### TASK BRIEF
Where the line containing "assert_eq!(config.camera.width, 640);" appears in the records below, begin there and write out each line exactly until the last one, and nothing more.

### Collected data entries
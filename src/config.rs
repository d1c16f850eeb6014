use crate::types::Config;
use anyhow::{bail, Context, Result};
use std::collections::HashSet;
use std::fs;
use std::path::Path;

impl Config {
    pub fn load(path: impl AsRef<Path>) -> Result<Self> {
        let path = path.as_ref();
        let contents = fs::read_to_string(path)
            .with_context(|| format!("failed to read config file {}", path.display()))?;
        let config: Config = serde_yaml::from_str(&contents)
            .with_context(|| format!("failed to parse {}", path.display()))?;
        config.validate()?;
        Ok(config)
    }

    pub fn validate(&self) -> Result<()> {
        let t = &self.timing;
        if t.min_green_secs <= 0.0 || t.yellow_secs <= 0.0 {
            bail!("timing: green and yellow durations must be positive");
        }
        if !(t.min_green_secs <= t.base_green_secs && t.base_green_secs <= t.max_green_secs) {
            bail!(
                "timing: expected min <= base <= max green, got {} / {} / {}",
                t.min_green_secs,
                t.base_green_secs,
                t.max_green_secs
            );
        }

        if self.detection.inference_interval == 0 {
            bail!("detection: inference_interval must be at least 1");
        }

        let pins: Vec<u8> = self
            .gpio
            .lane_a
            .all()
            .into_iter()
            .chain(self.gpio.lane_b.all())
            .collect();
        let unique: HashSet<u8> = pins.iter().copied().collect();
        if unique.len() != pins.len() {
            bail!("gpio: the six output pins must be distinct, got {:?}", pins);
        }

        if self.camera.width <= 0 || self.camera.height <= 0 || self.camera.fps == 0 {
            bail!("camera: width, height and fps must be positive");
        }

        if self.model.input_size == 0 || self.model.num_classes == 0 {
            bail!("model: input_size and num_classes must be positive");
        }
        if self.model.vehicle_class_ids.is_empty() {
            bail!("model: vehicle_class_ids must name at least one class");
        }
        if let Some(bad) = self
            .model
            .vehicle_class_ids
            .iter()
            .find(|&&id| id >= self.model.num_classes)
        {
            bail!(
                "model: class id {} out of range for {} classes",
                bad,
                self.model.num_classes
            );
        }

        Ok(())
    }
}

#[cfg(test)]
mod tests {
    use super::*;

    #[test]
    fn default_config_is_valid() {
        assert!(Config::default().validate().is_ok());
    }

    #[test]
    fn parses_partial_yaml_with_defaults() {
        let yaml = "timing:\n  base_green_secs: 8.0\nlogging:\n  level: debug\n";
        let config: Config = serde_yaml::from_str(yaml).unwrap();
        assert_eq!(config.timing.base_green_secs, 8.0);
        assert_eq!(config.timing.yellow_secs, 3.0);
        assert_eq!(config.logging.level, "debug");
        assert_eq!(config.camera.width, 640);
        assert!(config.validate().is_ok());
    }

    #[test]
    fn rejects_duplicate_pins() {
        let mut config = Config::default();
        config.gpio.lane_b.red = config.gpio.lane_a.red;
        assert!(config.validate().is_err());
    }

    #[test]
    fn rejects_inverted_green_bounds() {
        let mut config = Config::default();
        config.timing.min_green_secs = 25.0;
        assert!(config.validate().is_err());
    }

    #[test]
    fn rejects_zero_inference_interval() {
        let mut config = Config::default();
        config.detection.inference_interval = 0;
        assert!(config.validate().is_err());
    }

    #[test]
    fn rejects_class_id_out_of_range() {
        let mut config = Config::default();
        config.model.vehicle_class_ids = vec![3];
        assert!(config.validate().is_err());
    }
}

### REPLY TO THE TASK
        assert_eq!(config.camera.width, 640);
        assert!(config.validate().is_ok());
    }

    #[test]
    fn rejects_duplicate_pins() {
        let mut config = Config::default();
        config.gpio.lane_b.red = config.gpio.lane_a.red;
        assert!(config.validate().is_err());
    }

    #[test]
    fn rejects_inverted_green_bounds() {
        let mut config = Config::default();
        config.timing.min_green_secs = 25.0;
        assert!(config.validate().is_err());
    }

    #[test]
    fn rejects_zero_inference_interval() {
        let mut config = Config::default();
        config.detection.inference_interval = 0;
        assert!(config.validate().is_err());
    }

    #[test]
    fn rejects_class_id_out_of_range() {
        let mut config = Config::default();
        config.model.vehicle_class_ids = vec![3];
        assert!(config.validate().is_err());
    }
}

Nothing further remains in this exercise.